Si on m'avait dit que, pendant deux mois, je ferai des psychanalyses par téléphone, avant de savoir que le Covid-19 existe et serait omniprésent, je vous aurais dit "non, c'est absolument hétérodoxe et même trop pour moi". Ce que j'ai découvert, c'est que, en effet, le divan c'est mieux, sans conteste, la présence dans le bureau de l'analyste est préférable mais que faute de grives, on mange des merles. Je ne sais pas si Freud aurait été d'accord avec ça mais, en tout cas, j'ai constaté que pour beaucoup de patients, sinon tous, le fait de maintenir le lien analytique était essentiel. Aucun doute qu'on se prive de beaucoup de chose par le téléphone, surtout que je n'ai pas pris Skype car je pensais que le face-à-face, pour le coup, était quelque chose que je ne souhaitais pas spécialement privilégier. Oui au divan, mais faute de mieux, pendant une période courte, le téléphone a montré qu'il était compatible avec la psychanalyse. 

Vos patients ont-ils partagé votre analyse ?
Très vite, beaucoup d'entre eux m'ont dit que le divan leur manquait. A défaut de voir ma bobine de près, ce qui leur manquait, c'était ce cabinet dans lequel pendant des mois, parfois des années, ils s'étaient confiés. Mais ils ont eu, y-compris les plus perplexes comme je l'étais moi-même, le sentiment que c'est une expérience qui valait le coup.

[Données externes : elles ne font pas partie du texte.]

impl ApiKeyService {
    pub fn new(
        config: AuthConfig,
        repository: Arc<dyn ApiKeyRepository>,
        secrets: Arc<dyn SecretStore>,
        audit_log: Arc<dyn AuditLogRepository>,
        rate_limiter: Arc<RateLimiter>,
        secret_names: SecretNameTemplate,
    ) -> Self {
        Self {
            repository,
            secrets,
            audit_log,
            rate_limiter,
            generator: SecretGenerator::production(),
            secret_names,
            clock: Arc::new(SystemClock),
            config,
            merchant_locks: DashMap::new(),
            key_locks: DashMap::new(),
        }
    }

    /// Create with a custom generator
    pub fn with_generator(mut self, generator: SecretGenerator) -> Self {
        self.generator = generator;
        self
    }

    pub fn with_clock(mut self, clock: Arc<dyn Clock>) -> Self {
        self.clock = clock;
        self
    }

    /// Issue a new key for a merchant and return its secret once
    pub async fn issue(
        &self,
        merchant_id: &MerchantId,
        request: IssueKeyRequest,
    ) -> Result<IssuedApiKey, DomainError> {
        let now = self.clock.now();
        let validated = validate_issue_request(&request, now)
            .map_err(|report| DomainError::validation(report.to_string()))?;

        let _guard = Self::lock_entry(&self.merchant_locks, merchant_id.as_str()).await;

        let active = self
            .call(
                "api_key_repository.list_by_merchant",
                self.repository
                    .list_by_merchant(merchant_id, Some(ApiKeyStatus::Active)),
            )
            .await?
            .into_iter()
            .filter(|key| key.is_valid_at(now))
            .count();

        let max_active = self.config.max_active_keys_per_merchant as usize;
        if active >= max_active {
            warn!(merchant_id = %merchant_id, active = active, "Active API key limit reached");
            return Err(DomainError::limit_exceeded(format!(
                "Merchant '{}' already has {} active API keys (max {})",
                merchant_id, active, max_active
            )));
        }

        let id = ApiKeyId::generate();
        let expires_at = match validated.expiry {
            KeyExpiry::At(at) => at,
            KeyExpiry::AfterDays(days) => expiry_after(now, Duration::days(i64::from(days)))?,
            KeyExpiry::RotationPeriod => expiry_after(now, self.config.key_lifetime())?,
        };

        let generated = self.generator.generate();
        let name = self.secret_names.render(merchant_id.as_str(), id.as_str(), 1);
        let secret_ref = self
            .call(
                "secret_store.put",
                self.secrets.put(&name, generated.key_material()),
            )
            .await?;

        let mut api_key = ApiKey::new(
            id,
            merchant_id.clone(),
            secret_ref,
            validated.rate_limit.unwrap_or(self.config.default_rate_limit),
            now,
            expires_at,
        )
        .with_allowed_endpoints(
            validated
                .allowed_endpoints
                .unwrap_or_else(|| self.config.default_allowed_endpoints()),
        );
        if let Some(description) = validated.description {
            api_key = api_key.with_description(description);
        }

        let created = self
            .call("api_key_repository.create", self.repository.create(api_key))
            .await?;

        self.audit(&created, AuditAction::KeyIssued, None, now).await;
        info!(
            merchant_id = %merchant_id,
            api_key_id = %created.id(),
            expires_at = %created.expires_at(),
            "API key issued"
        );

        Ok(IssuedApiKey {
            api_key: created,
            secret: generated.expose().to_string(),
        })
    }

    /// Install a new secret version; the old one verifies until the overlap closes
    pub async fn rotate(&self, id: &ApiKeyId) -> Result<IssuedApiKey, DomainError> {
        let _guard = Self::lock_entry(&self.key_locks, id.as_str()).await;

        let now = self.clock.now();
        let mut key = self.load(id).await?;

        match key.effective_status(now) {
            ApiKeyStatus::Active => {}
            status => {
                return Err(DomainError::conflict(format!(
                    "API key '{}' is {} and cannot be rotated",
                    id, status
                )))
            }
        }

        let expires_at = expiry_after(now, self.config.key_lifetime())?;
        let version = key.secret_version() + 1;
        let generated = self.generator.generate();
        let name = self
            .secret_names
            .render(key.merchant_id().as_str(), id.as_str(), version);
        let secret_ref = self
            .call(
                "secret_store.put",
                self.secrets.put(&name, generated.key_material()),
            )
            .await?;

        key.rotate_secret(
            secret_ref,
            now,
            self.config.rotation_overlap(),
            expires_at,
        );

        let updated = self
            .call("api_key_repository.update", self.repository.update(&key))
            .await?;

        self.audit(
            &updated,
            AuditAction::KeyRotated,
            Some(format!("secret version {}", version)),
            now,
        )
        .await;
        info!(
            api_key_id = %id,
            secret_version = version,
            previous_valid_until = ?updated.previous_secret().map(|p| p.valid_until),
            "API key rotated"
        );

        Ok(IssuedApiKey {
            api_key: updated,
            secret: generated.expose().to_string(),
        })
    }

    /// Revoke a key; revoking twice is a no-op
    pub async fn revoke(&self, id: &ApiKeyId, reason: Option<String>) -> Result<ApiKey, DomainError> {
        let _guard = Self::lock_entry(&self.key_locks, id.as_str()).await;

        let now = self.clock.now();
        let mut key = self.load(id).await?;

        if !key.revoke(reason.clone(), now) {
            debug!(api_key_id = %id, "API key already revoked");
            return Ok(key);
        }

        let updated = self
            .call("api_key_repository.update", self.repository.update(&key))
            .await?;

        self.rate_limiter.reset(id.as_str());
        self.audit(&updated, AuditAction::KeyRevoked, reason, now).await;
        info!(api_key_id = %id, "API key revoked");

        Ok(updated)
    }

    /// Persist expiry of lapsed keys and drop closed overlap windows
    pub async fn sweep_expired(&self) -> Result<SweepReport, DomainError> {
        let now = self.clock.now();
        let mut report = SweepReport::default();

        let expiring = self
            .call(
                "api_key_repository.get_expiring_before",
                self.repository.get_expiring_before(now),
            )
            .await?;

        for key in expiring {
            match self.expire_one(key.id(), now).await {
                Ok(true) => report.expired += 1,
                Ok(false) => {}
                Err(e) => {
                    warn!(api_key_id = %key.id(), error = %e, "Failed to expire API key");
                    report.failed += 1;
                }
            }
        }

        let overlapping = self
            .call(
                "api_key_repository.get_with_previous_secret",
                self.repository.get_with_previous_secret(),
            )
            .await?;

        for key in overlapping {
            match self.close_overlap(key.id(), now).await {
                Ok(true) => report.overlaps_closed += 1,
                Ok(false) => {}
                Err(e) => {
                    warn!(api_key_id = %key.id(), error = %e, "Failed to clear previous secret");
                    report.failed += 1;
                }
            }
        }

        if report != SweepReport::default() {
            info!(
                expired = report.expired,
                overlaps_closed = report.overlaps_closed,
                failed = report.failed,
                "Expiry sweep finished"
            );
        }

        Ok(report)
    }

    /// Get an API key by ID
    pub async fn get(&self, id: &ApiKeyId) -> Result<Option<ApiKey>, DomainError> {
        self.call("api_key_repository.get", self.repository.get(id))
            .await
    }

    /// List a merchant's keys, oldest first
    pub async fn list_for_merchant(
        &self,
        merchant_id: &MerchantId,
        status: Option<ApiKeyStatus>,
    ) -> Result<Vec<ApiKey>, DomainError> {
        self.call(
            "api_key_repository.list_by_merchant",
            self.repository.list_by_merchant(merchant_id, status),
        )
        .await
    }

    async fn expire_one(&self, id: &ApiKeyId, now: DateTime<Utc>) -> Result<bool, DomainError> {
        let _guard = Self::lock_entry(&self.key_locks, id.as_str()).await;

        // re-read under the lock; a rotation may have renewed the key
        let mut key = self.load(id).await?;
        if !key.mark_expired(now) {
            return Ok(false);
        }

        let updated = self
            .call("api_key_repository.update", self.repository.update(&key))
            .await?;
        self.audit(&updated, AuditAction::KeyExpired, None, now).await;
        info!(api_key_id = %id, "API key expired");

        Ok(true)
    }

    async fn close_overlap(&self, id: &ApiKeyId, now: DateTime<Utc>) -> Result<bool, DomainError> {
        let _guard = Self::lock_entry(&self.key_locks, id.as_str()).await;

        let mut key = self.load(id).await?;
        if !key.clear_closed_overlap(now) {
            return Ok(false);
        }

        self.call("api_key_repository.update", self.repository.update(&key))
            .await?;
        debug!(api_key_id = %id, "Cleared previous secret after overlap");

        Ok(true)
    }

    async fn load(&self, id: &ApiKeyId) -> Result<ApiKey, DomainError> {
        self.call("api_key_repository.get", self.repository.get(id))
            .await?
            .ok_or_else(|| DomainError::not_found(format!("API key '{}' not found", id)))
    }

    /// Audit writes never undo a committed change
    async fn audit(
        &self,
        key: &ApiKey,
        action: AuditAction,
        detail: Option<String>,
        at: DateTime<Utc>,
    ) {
        let mut entry = AuditEntry::new(key.merchant_id().as_str(), key.id().as_str(), action, at);
        if let Some(detail) = detail {
            entry = entry.with_detail(detail);
        }

        observability::record_lifecycle_event(action);

        if let Err(e) = self
            .call("audit_log_repository.append", self.audit_log.append(entry))
            .await
        {
            error!(api_key_id = %key.id(), action = %action, error = %e, "Failed to write audit entry");
        }
    }

    async fn call<T, F>(&self, operation: &'static str, future: F) -> Result<T, DomainError>
    where
        F: Future<Output = Result<T, DomainError>>,
    {
        with_deadline(operation, self.config.dependency_timeout(), future)
            .await
            .inspect_err(|e| {
                if e.is_dependency_failure() {
                    error!(operation = operation, error = %e, "Dependency failure");
                    observability::record_dependency_failure(operation);
                }
            })
    }

    async fn lock_entry<'a>(locks: &'a LockMap, id: &str) -> EntryGuard<'a> {
        let lock = locks.entry(id.to_string()).or_default().clone();

        EntryGuard {
            locks,
            id: id.to_string(),
            guard: Some(lock.lock_owned().await),
        }
    }
}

Un petit mot sur ce projet que vous avez avec France 3, à la fois lié au confinement et à votre métier... Si on devait le résumer en quelques lignes...
La psychanalyse, qui a plus d'un siècle d'existence, grosso-modo disons 120 ans, me semble avoir fait la preuve qu'elle n'était pas dépassée par les événements lorsqu'un drame aussi planétaire se produit. La psychanalyse a fait la preuve qu'elle avait une souplesse, cette vieille dame était capable de s'adapter, d'abord aux réseaux sociaux, car le film est filmé par des caméras de téléphones portables. Tous les patients qui se sont filmés eux-mêmes ou qui ont été filmés par leur conjoint ou leur enfant avec qui ils étaient confinés ont utilisé ce moyen-là. Moi-même dans le film, je me filme avec mon téléphone portable. Donc, la psychanalyse a témoigné du fait qu'elle n'était pas aux antipodes de la modernité. C'est une pratique ancienne qui, devant la nécessité des événements, est capable de s'adapter. C'est ça que ce film va montrer : comment quatre patients différents les uns des autres, l'un est clown, l'autre soignante, le troisième photographe et la quatrième est enseignante en maternelle, quatre patients vont raconter leur confinement mais aussi leur psychanalyse qui continue. Semaine après semaine, nous allons suivre, non pas l'intimité de chacune de ces personnes dans l'analyse mais, en tout cas, ce qui leur a traversé l'esprit, comment ils ont vécu cela. C'est un document absolument inédit dans l'histoire de la télévision, et dans l'histoire de la psychanalyse.